Author Samuel Delany, CalArts’ 2015 Katie Jacobson Writer in Residence, describes Evenson as “a modern Poe,” whose stories, novellas and novels “occur under an immense pressure of language, insight, and observation.“ The author of a dozen books of fiction, Evenson’s recent work includes the story collection Windeye and the novel Immobility which were both finalists for the 2012 Shirley Jackson Award.
“We are looking forward immensely to Brian joining the faculty,” noted CalArts School of Critical Studies Dean Amanda Beech. “He’s produced a remarkable body of innovative, boundary-pushing, genre-busting fiction, and will be a tremendous role model and resource for students in our MFA Creative Writing Program as well as undergraduates.”

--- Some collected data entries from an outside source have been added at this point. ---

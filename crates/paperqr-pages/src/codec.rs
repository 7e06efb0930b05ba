//! Page frame serialization
//!
//! A frame is the exact byte string handed to the barcode renderer. The
//! capacity math in [`crate::framer`] only relies on [`FrameCodec::overhead`],
//! so a different wire encoding can be swapped in without touching it.
//!
//! CBOR frame (map, string keys, byte strings for binary fields):
//! ```text
//! {"header": {"salt": h'..16..', "page_count": N}, "page_number": n, "data": h'..'}
//! ```
//! `header` is omitted entirely on pages after the first.

use bytes::Bytes;

use paperqr_crypto::SALT_SIZE;

use crate::error::{PageError, PageResult};
use crate::record::{PageHeader, PageRecord};

pub trait FrameCodec {
    fn encode(&self, record: &PageRecord) -> PageResult<Vec<u8>>;

    fn decode(&self, frame: &[u8]) -> PageResult<PageRecord>;

    /// Upper bound on the non-data bytes of a frame that must fit in
    /// `frame_budget`.
    ///
    /// Measured by encoding a placeholder with the largest value of every
    /// field: a full-size salt, page number and count of 255, and a payload
    /// as long as the whole budget. The payload length is then subtracted,
    /// which leaves the widest possible length prefixes counted as overhead.
    fn overhead(&self, with_header: bool, frame_budget: usize) -> PageResult<usize> {
        let data_len = frame_budget.max(1);
        let placeholder = PageRecord {
            header: with_header.then(|| PageHeader {
                salt: Bytes::from(vec![u8::MAX; SALT_SIZE]),
                page_count: u8::MAX,
            }),
            page_number: u8::MAX,
            data: Bytes::from(vec![u8::MAX; data_len]),
        };
        let encoded = self.encode(&placeholder)?;
        Ok(encoded.len() - data_len)
    }
}

/// Self-describing CBOR frames via `serde_cbor`.
#[derive(Debug, Clone, Copy, Default)]
pub struct CborCodec;

impl FrameCodec for CborCodec {
    fn encode(&self, record: &PageRecord) -> PageResult<Vec<u8>> {
        serde_cbor::to_vec(record).map_err(|e| PageError::Codec(format!("encoding page: {e}")))
    }

    fn decode(&self, frame: &[u8]) -> PageResult<PageRecord> {
        serde_cbor::from_slice(frame).map_err(|e| PageError::Codec(format!("decoding page: {e}")))
    }
}

/// Framing overhead of a CBOR page record at the QR frame budget.
pub fn compute_overhead(with_header: bool) -> PageResult<usize> {
    CborCodec.overhead(with_header, crate::MAX_FRAME_BYTES)
}

/// Serialize every record, refusing any frame over `frame_budget` bytes.
pub fn encode_frames<C: FrameCodec + ?Sized>(
    codec: &C,
    records: &[PageRecord],
    frame_budget: usize,
) -> PageResult<Vec<Vec<u8>>> {
    records
        .iter()
        .map(|record| {
            let frame = codec.encode(record)?;
            if frame.len() > frame_budget {
                return Err(PageError::FrameTooLarge {
                    page: usize::from(record.page_number),
                    len: frame.len(),
                    budget: frame_budget,
                });
            }
            tracing::debug!(
                page = record.page_number,
                frame_len = frame.len(),
                "encoded page frame"
            );
            Ok(frame)
        })
        .collect()
}
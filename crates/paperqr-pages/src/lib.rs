//! paperqr-pages: splitting an encrypted blob across barcode-sized pages
//!
//! # Overview
//! - `record`: the page record and the first-page header (salt + page count)
//! - `codec`: compact CBOR frames and frame-overhead measurement
//! - `framer`: per-page capacity, page count, and partitioning of the blob
//! - `reassemble`: validation and concatenation of an unordered page set
//! - `scan`: concurrent barcode scanning of page images on a bounded pool
//!
//! Page 1 carries the header, so its capacity is smaller than that of every
//! other page:
//! ```text
//! page 1:   {header: {salt, page_count}, page_number: 1, data: blob[0..c1]}
//! page n>1: {page_number: n, data: blob[c1 + (n-2)*cr ..]}
//! ```

pub mod codec;
pub mod error;
pub mod framer;
pub mod reassemble;
pub mod record;
pub mod scan;

pub use codec::{compute_overhead, encode_frames, CborCodec, FrameCodec};
pub use error::{PageError, PageResult};
pub use framer::{frame, page_capacity, page_count, PageLayout};
pub use reassemble::reassemble;
pub use record::{PageHeader, PageRecord};
pub use scan::{scan_pages, Barcode, PageImage};

/// Maximum bytes a single QR code can carry (version 40, level L, 8-bit mode)
pub const MAX_FRAME_BYTES: usize = 2953;

/// Maximum number of pages; the page count travels in one unsigned byte
pub const MAX_PAGE_COUNT: usize = u8::MAX as usize;
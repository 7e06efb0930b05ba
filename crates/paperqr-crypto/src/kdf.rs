//! Key derivation: Argon2id password + salt → 256-bit key

use argon2::{Algorithm, Argon2, Params, Version};
use rand::rngs::OsRng;
use rand::{CryptoRng, RngCore};
use secrecy::{ExposeSecret, SecretString};
use zeroize::Zeroize;

use crate::error::{CryptoError, CryptoResult};
use crate::{KEY_SIZE, MIN_PASSWORD_LEN, SALT_SIZE};

/// Random Argon2id salt, generated once per encode.
pub type Salt = [u8; SALT_SIZE];

/// A 256-bit key derived from a password via Argon2id.
///
/// Zeroized on drop to prevent secrets lingering in memory.
#[derive(Clone)]
pub struct Key {
    bytes: [u8; KEY_SIZE],
}

impl Key {
    pub fn from_bytes(bytes: [u8; KEY_SIZE]) -> Self {
        Self { bytes }
    }

    pub fn as_bytes(&self) -> &[u8; KEY_SIZE] {
        &self.bytes
    }
}

impl Drop for Key {
    fn drop(&mut self) {
        self.bytes.zeroize();
    }
}

impl std::fmt::Debug for Key {
    fn fmt(&self, f: &mut std::fmt::Formatter<'_>) -> std::fmt::Result {
        f.debug_struct("Key").field("bytes", &"[REDACTED]").finish()
    }
}

/// Argon2id cost parameters.
#[derive(Debug, Clone, Copy)]
pub(crate) struct KdfParams {
    /// Memory cost in KiB
    pub mem_cost_kib: u32,
    /// Time cost / iterations
    pub time_cost: u32,
    /// Parallelism
    pub parallelism: u32,
}

/// Fixed production costs. Every page set ever printed was derived with
/// these, so changing them makes old backups undecryptable.
pub(crate) const KDF_PARAMS: KdfParams = KdfParams {
    mem_cost_kib: 64 * 1024,
    time_cost: 1,
    parallelism: 4,
};

/// Generate a fresh salt from the operating system's CSPRNG.
pub fn generate_salt() -> CryptoResult<Salt> {
    generate_salt_with_rng(&mut OsRng)
}

/// Generate a fresh salt from the given cryptographic RNG.
pub fn generate_salt_with_rng<R: RngCore + CryptoRng>(rng: &mut R) -> CryptoResult<Salt> {
    let mut salt = [0u8; SALT_SIZE];
    rng.try_fill_bytes(&mut salt)
        .map_err(|e| CryptoError::Rng(e.to_string()))?;
    Ok(salt)
}

/// Derive a 256-bit key from a password and salt using Argon2id.
///
/// Deterministic: the same (password, salt) always yields the same key,
/// which is how the decoder rebuilds the encoder's key from the scanned
/// salt. Fails with [`CryptoError::WeakPassword`] below
/// [`MIN_PASSWORD_LEN`] bytes.
pub fn derive_key(password: &SecretString, salt: &Salt) -> CryptoResult<Key> {
    derive_key_with_params(password, salt, &KDF_PARAMS)
}

pub(crate) fn derive_key_with_params(
    password: &SecretString,
    salt: &Salt,
    params: &KdfParams,
) -> CryptoResult<Key> {
    let password = password.expose_secret().as_bytes();
    if password.len() < MIN_PASSWORD_LEN {
        return Err(CryptoError::WeakPassword {
            min: MIN_PASSWORD_LEN,
        });
    }

    let argon2_params = Params::new(
        params.mem_cost_kib,
        params.time_cost,
        params.parallelism,
        Some(KEY_SIZE),
    )
    .map_err(|e| CryptoError::Kdf(format!("invalid Argon2id params: {e}")))?;

    let argon2 = Argon2::new(Algorithm::Argon2id, Version::V0x13, argon2_params);

    let mut key = [0u8; KEY_SIZE];
    argon2
        .hash_password_into(password, salt, &mut key)
        .map_err(|e| CryptoError::Kdf(e.to_string()))?;

    tracing::debug!(
        mem_cost_kib = params.mem_cost_kib,
        time_cost = params.time_cost,
        parallelism = params.parallelism,
        "derived key"
    );

    Ok(Key::from_bytes(key))
}

#[cfg(test)]
pub(crate) const TEST_KDF_PARAMS: KdfParams = KdfParams {
    mem_cost_kib: 1024,
    time_cost: 1,
    parallelism: 1,
};
//! paperqr-crypto: password-based authenticated encryption for paper backups
//!
//! Pipeline: password + salt → Argon2id → 256-bit key → XChaCha20-Poly1305
//!
//! Encrypted blob format (binary):
//! ```text
//! [24 bytes: random nonce][N bytes: ciphertext][16 bytes: Poly1305 tag]
//! ```
//!
//! The salt is not part of the blob. It travels in the header of the first
//! page so that any complete set of scanned pages is self-describing.

pub mod aead;
pub mod error;
pub mod kdf;

pub use aead::{aead_from_password, build_aead, decrypt, encrypt, encrypt_with_rng, PaperCipher};
pub use error::{CryptoError, CryptoResult};
pub use kdf::{derive_key, generate_salt, generate_salt_with_rng, Key, Salt};

/// Size of a derived key in bytes (256-bit)
pub const KEY_SIZE: usize = 32;

/// Size of an XChaCha20-Poly1305 nonce (192-bit)
pub const NONCE_SIZE: usize = 24;

/// Size of a Poly1305 authentication tag
pub const TAG_SIZE: usize = 16;

/// Size of the Argon2id salt carried in the first page header
pub const SALT_SIZE: usize = 16;

/// Minimum password length in bytes
pub const MIN_PASSWORD_LEN: usize = 8;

Evenson’s novel Last Days won the American Library Association's award for Best Horror Novel of 2009. His novel The Open Curtain was a finalist for an Edgar Award and an International Horror Guild Award. Other books include The Wavering Knife, which received an International Horror Guild Award for best story collection, Dark Property and Altmann's Tongue. He is the recipient of three O. Henry Prizes as well as a National Endowment of the Arts fellowship. His writing has been translated into French, Italian, Spanish, Japanese and Slovenian.
Evenson has also authored ten book-length translations of work by Christian Gailly, Jean Frémon, Claro, Jacques Jouet, Eric Chevillard, Antoine Volodine and Manuela Draeger among others.
Interviews in Tin House and Bomb offer more information about Evenson and his work.
CalArts School of Critical Studies brings together internationally recognized writers, poets, scholars and thinkers working in both new and traditional forms across a wide variety of disciplines, extending from narrative fiction, performance and multimedia to cultural criticism and political theory. The school offers two graduate programs: the Master of Fine Arts Creative Writing Program and the Master of Arts Aesthetics and Politics Program. In both programs, the expertise of Institute faculty is complemented with an extensive series of readings, lectures, workshops and longer-term residencies by a diverse range of visiting writers, theorists and artists.